08Which pays a better dividend — TSM or INTC or GFS?
In this comparison, TSM (0.
7% yield) pays a dividend. INTC, GFS do not pay a meaningful dividend and should not be held primarily for income.
09Is TSM or INTC or GFS better for a retirement portfolio?
For long-horizon retirement investors, Taiwan Semiconductor Manufacturing Company Limited (TSM) is the stronger choice — it scores higher on the combination of lower volatility, dividend reliability, and long-term compounding (0.
7% yield, +1646% 10Y return). GLOBALFOUNDRIES Inc. (GFS) carries a higher beta of 1. 85 — meaning larger drawdowns in market downturns, which matters significantly when you cannot wait years for a recovery. Both have compounded well over 10 years (TSM: +1646%, GFS: +59. 6%), confirming both are viable long-term holds — but the lower-volatility option typically results in less emotional selling during corrections. Retirement portfolios generally favour predictability over maximum returns. Consult a financial advisor before making allocation decisions.
10What are the main differences between TSM and INTC and GFS?

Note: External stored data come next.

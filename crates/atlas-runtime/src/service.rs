//! Inbound service surface.
//!
//! The operations an HTTP layer or the CLI calls: `search`, `scrape`, and
//! `verify`. Each verification runs as its own task; dropping the event
//! stream aborts that task and with it any in-flight comparator call.

use futures::stream::{Stream, StreamExt};
use serde::Serialize;
use std::pin::Pin;
use std::sync::Arc;
use std::task::{Context, Poll};
use tokio::sync::mpsc;
use tokio::task::JoinHandle;

use atlas_core::{SearchResult, SourceDocument};

use crate::config::RuntimeConfig;
use crate::orchestrator::{
    DegradedResponse, PipelineOrchestrator, RuntimeError, VerificationOutcome,
};
use crate::verifier::VerdictChunk;

/// One event of a spawned verification.
#[derive(Debug, Clone, PartialEq, Eq)]
pub enum VerifyEvent {
    /// The evidence document, sent before any verdict chunk
    Source { rank: u32, document: SourceDocument },

    /// A verdict chunk, in arrival order; the last one is terminal
    Chunk(VerdictChunk),

    /// The run ended without a verdict stream
    Degraded(DegradedResponse),
}

/// Events of one spawned verification.
///
/// Dropping this aborts the verification task.
pub struct VerifyEvents {
    receiver: mpsc::Receiver<VerifyEvent>,
    task: JoinHandle<()>,
}

impl Stream for VerifyEvents {
    type Item = VerifyEvent;

    fn poll_next(self: Pin<&mut Self>, cx: &mut Context<'_>) -> Poll<Option<Self::Item>> {
        self.get_mut().receiver.poll_recv(cx)
    }
}

impl Drop for VerifyEvents {
    fn drop(&mut self) {
        if !self.task.is_finished() {
            tracing::debug!("Verification cancelled by caller");
            self.task.abort();
        }
    }
}

/// Search results as data, for callers that serialize them.
#[derive(Debug, Clone, Serialize)]
pub struct SearchResponse {
    pub query: String,
    pub results: Vec<SearchResult>,
}

/// Cloneable handle to a shared [`PipelineOrchestrator`].
#[derive(Clone)]
pub struct VerificationService {
    orchestrator: Arc<PipelineOrchestrator>,
}

impl VerificationService {
    pub fn new(orchestrator: Arc<PipelineOrchestrator>) -> Self {
        Self { orchestrator }
    }

    /// Build with default collaborators from `config`.
    pub fn from_config(config: Arc<RuntimeConfig>) -> Result<Self, RuntimeError> {
        let orchestrator = PipelineOrchestrator::builder().config(config).build()?;
        Ok(Self::new(Arc::new(orchestrator)))
    }

    pub fn orchestrator(&self) -> &PipelineOrchestrator {
        &self.orchestrator
    }

    /// Ranked search results for a free-text query.
    pub async fn search(&self, query: &str) -> Result<SearchResponse, RuntimeError> {
        let results = self.orchestrator.search(query).await?;
        Ok(SearchResponse {
            query: query.to_string(),
            results,
        })
    }

    /// Fetch the document behind the result at 1-based `index`.
    pub async fn scrape(&self, query: &str, index: u32) -> Result<SourceDocument, RuntimeError> {
        self.orchestrator.scrape(query, index).await
    }

    /// Run a verification in the caller's task.
    pub async fn verify(&self, query: &str, answer: &str) -> VerificationOutcome {
        self.orchestrator.run_verification(query, answer).await
    }

    /// Run a verification in its own task and stream its events.
    pub fn spawn_verify(&self, query: impl Into<String>, answer: impl Into<String>) -> VerifyEvents {
        let orchestrator = Arc::clone(&self.orchestrator);
        let query = query.into();
        let answer = answer.into();
        // Capacity 1: the task stays at most one event ahead of the caller
        let (sender, receiver) = mpsc::channel(1);

        let task = tokio::spawn(async move {
            match orchestrator.run_verification(&query, &answer).await {
                VerificationOutcome::Degraded(response) => {
                    let _ = sender.send(VerifyEvent::Degraded(response)).await;
                }
                VerificationOutcome::Streaming(mut run) => {
                    let source = VerifyEvent::Source {
                        rank: run.rank,
                        document: run.document,
                    };
                    if sender.send(source).await.is_err() {
                        return;
                    }
                    while let Some(chunk) = run.stream.next().await {
                        if sender.send(VerifyEvent::Chunk(chunk)).await.is_err() {
                            tracing::debug!("Receiver gone, dropping verdict stream");
                            return;
                        }
                    }
                }
            }
        });

        VerifyEvents { receiver, task }
    }
}

impl std::fmt::Debug for VerificationService {
    fn fmt(&self, f: &mut std::fmt::Formatter<'_>) -> std::fmt::Result {
        f.debug_struct("VerificationService").finish_non_exhaustive()
    }
}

Both stocks operate in the Technology sector, making this a peer-level intra-sector comparison — the same macro tailwinds and headwinds will affect both.

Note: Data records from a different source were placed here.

//! Language-model provider abstractions for atlas-runtime.
//!
//! The refiner and the comparator both talk to a model through
//! [`LlmProvider`]. The refiner needs one complete answer; the comparator
//! needs the answer as a stream of text fragments.
//!
//! ## Security
//!
//! Providers load their keys through [`crate::secrets`]. See
//! [`ApiCredential`](crate::secrets::ApiCredential).

use async_trait::async_trait;
use futures::stream::Stream;
use serde::{Deserialize, Serialize};
use std::pin::Pin;
use std::time::Duration;
use thiserror::Error;

use crate::resilience::Transient;
use crate::secrets::CredentialError;

mod factory;
mod sse;

#[cfg(feature = "gemini")]
mod gemini;

pub use factory::{ProviderFactory, ProviderRegistry};
pub use sse::SseDataStream;

#[cfg(feature = "gemini")]
pub use gemini::{GeminiProvider, GeminiProviderFactory, GEMINI_API_KEY_ENV};

/// Errors from model providers.
#[derive(Error, Debug, Clone)]
pub enum ProviderError {
    #[error("HTTP request failed: {0}")]
    HttpError(String),

    #[error("Rate limit exceeded, retry after {retry_after:?}")]
    RateLimited { retry_after: Option<Duration> },

    #[error("API error: {status} - {message}")]
    ApiError { status: u16, message: String },

    #[error("JSON parse error: {0}")]
    ParseError(String),

    #[error("Authentication failed")]
    AuthError,

    #[error("Timeout after {0:?}")]
    Timeout(Duration),

    #[error("Stream interrupted: {0}")]
    Stream(String),

    #[error("Provider not configured: {0}")]
    NotConfigured(String),

    #[error(transparent)]
    Credential(#[from] CredentialError),
}

impl ProviderError {
    /// Network failures, timeouts, 429 and 5xx are worth one more attempt.
    pub fn is_transient(&self) -> bool {
        match self {
            ProviderError::HttpError(_)
            | ProviderError::RateLimited { .. }
            | ProviderError::Timeout(_)
            | ProviderError::Stream(_) => true,
            ProviderError::ApiError { status, .. } => *status >= 500,
            _ => false,
        }
    }
}

impl Transient for ProviderError {
    fn is_transient(&self) -> bool {
        ProviderError::is_transient(self)
    }
}

/// Output format requested from the model.
#[derive(Debug, Clone, Copy, PartialEq, Eq, Default, Serialize, Deserialize)]
#[serde(rename_all = "snake_case")]
pub enum ResponseFormat {
    /// Free text
    #[default]
    Text,
    /// A single JSON document
    Json,
}

impl ResponseFormat {
    pub fn mime_type(&self) -> &'static str {
        match self {
            ResponseFormat::Text => "text/plain",
            ResponseFormat::Json => "application/json",
        }
    }
}

/// Configuration for a completion request.
#[derive(Debug, Clone)]
pub struct CompletionConfig {
    /// Model to use
    pub model: String,

    /// Maximum tokens to generate
    pub max_tokens: u32,

    /// Sampling temperature
    pub temperature: f32,

    /// Nucleus sampling mass
    pub top_p: Option<f32>,

    /// Top-k sampling cutoff
    pub top_k: Option<u32>,

    /// Requested output format
    pub response_format: ResponseFormat,

    /// Request timeout
    pub timeout: Duration,
}

impl Default for CompletionConfig {
    fn default() -> Self {
        Self {
            model: "gemini-1.5-flash".to_string(),
            max_tokens: 8192,
            temperature: 1.0,
            top_p: Some(0.95),
            top_k: Some(64),
            response_format: ResponseFormat::Text,
            timeout: Duration::from_secs(30),
        }
    }
}

/// A chat message for model completion.
#[derive(Debug, Clone, PartialEq, Eq, Serialize, Deserialize)]
pub struct ChatMessage {
    /// Role: "system", "user", or "assistant"
    pub role: String,

    /// Message content
    pub content: String,
}

impl ChatMessage {
    pub fn system(content: impl Into<String>) -> Self {
        Self {
            role: "system".to_string(),
            content: content.into(),
        }
    }

    pub fn user(content: impl Into<String>) -> Self {
        Self {
            role: "user".to_string(),
            content: content.into(),
        }
    }

    pub fn assistant(content: impl Into<String>) -> Self {
        Self {
            role: "assistant".to_string(),
            content: content.into(),
        }
    }
}

/// Response from a completion.
#[derive(Debug, Clone)]
pub struct CompletionResponse {
    /// Generated content
    pub content: String,

    /// Token usage
    pub usage: TokenUsage,

    /// Model used
    pub model: String,

    /// Stop reason
    pub stop_reason: Option<String>,
}

/// Token usage from a completion.
#[derive(Debug, Clone, Default)]
pub struct TokenUsage {
    pub prompt_tokens: u32,
    pub completion_tokens: u32,
}

impl TokenUsage {
    pub fn total(&self) -> u32 {
        self.prompt_tokens + self.completion_tokens
    }
}

/// Incremental text fragments of a streamed completion.
///
/// The stream ends after the last fragment. An `Err` item means the
/// stream was interrupted and no further items follow.
pub type FragmentStream = Pin<Box<dyn Stream<Item = Result<String, ProviderError>> + Send>>;

/// Provider abstraction allows swapping model backends.
#[async_trait]
pub trait LlmProvider: Send + Sync {
    /// Execute a completion and wait for the whole answer.
    async fn complete(
        &self,
        messages: Vec<ChatMessage>,
        config: &CompletionConfig,
    ) -> Result<CompletionResponse, ProviderError>;

    /// Execute a completion and stream the answer as it is generated.
    ///
    /// The returned error covers failures to open the stream; failures
    /// after that arrive as an `Err` item.
    async fn complete_stream(
        &self,
        messages: Vec<ChatMessage>,
        config: &CompletionConfig,
    ) -> Result<FragmentStream, ProviderError>;

    /// Check if provider is healthy.
    async fn health_check(&self) -> bool;

    /// Provider name for logs.
    fn name(&self) -> &str;
}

In terms of investment character: TSM is a mega-cap high-growth stock; INTC is a large-cap quality compounder stock; GFS is a mid-cap quality compounder stock. TSM pays a dividend while INTC, GFS do not, making them suitable for different income and tax situations. These fundamental differences mean investors should not choose between them on a single metric — the "better stock" depends entirely on which of these characteristics aligns with your investment strategy.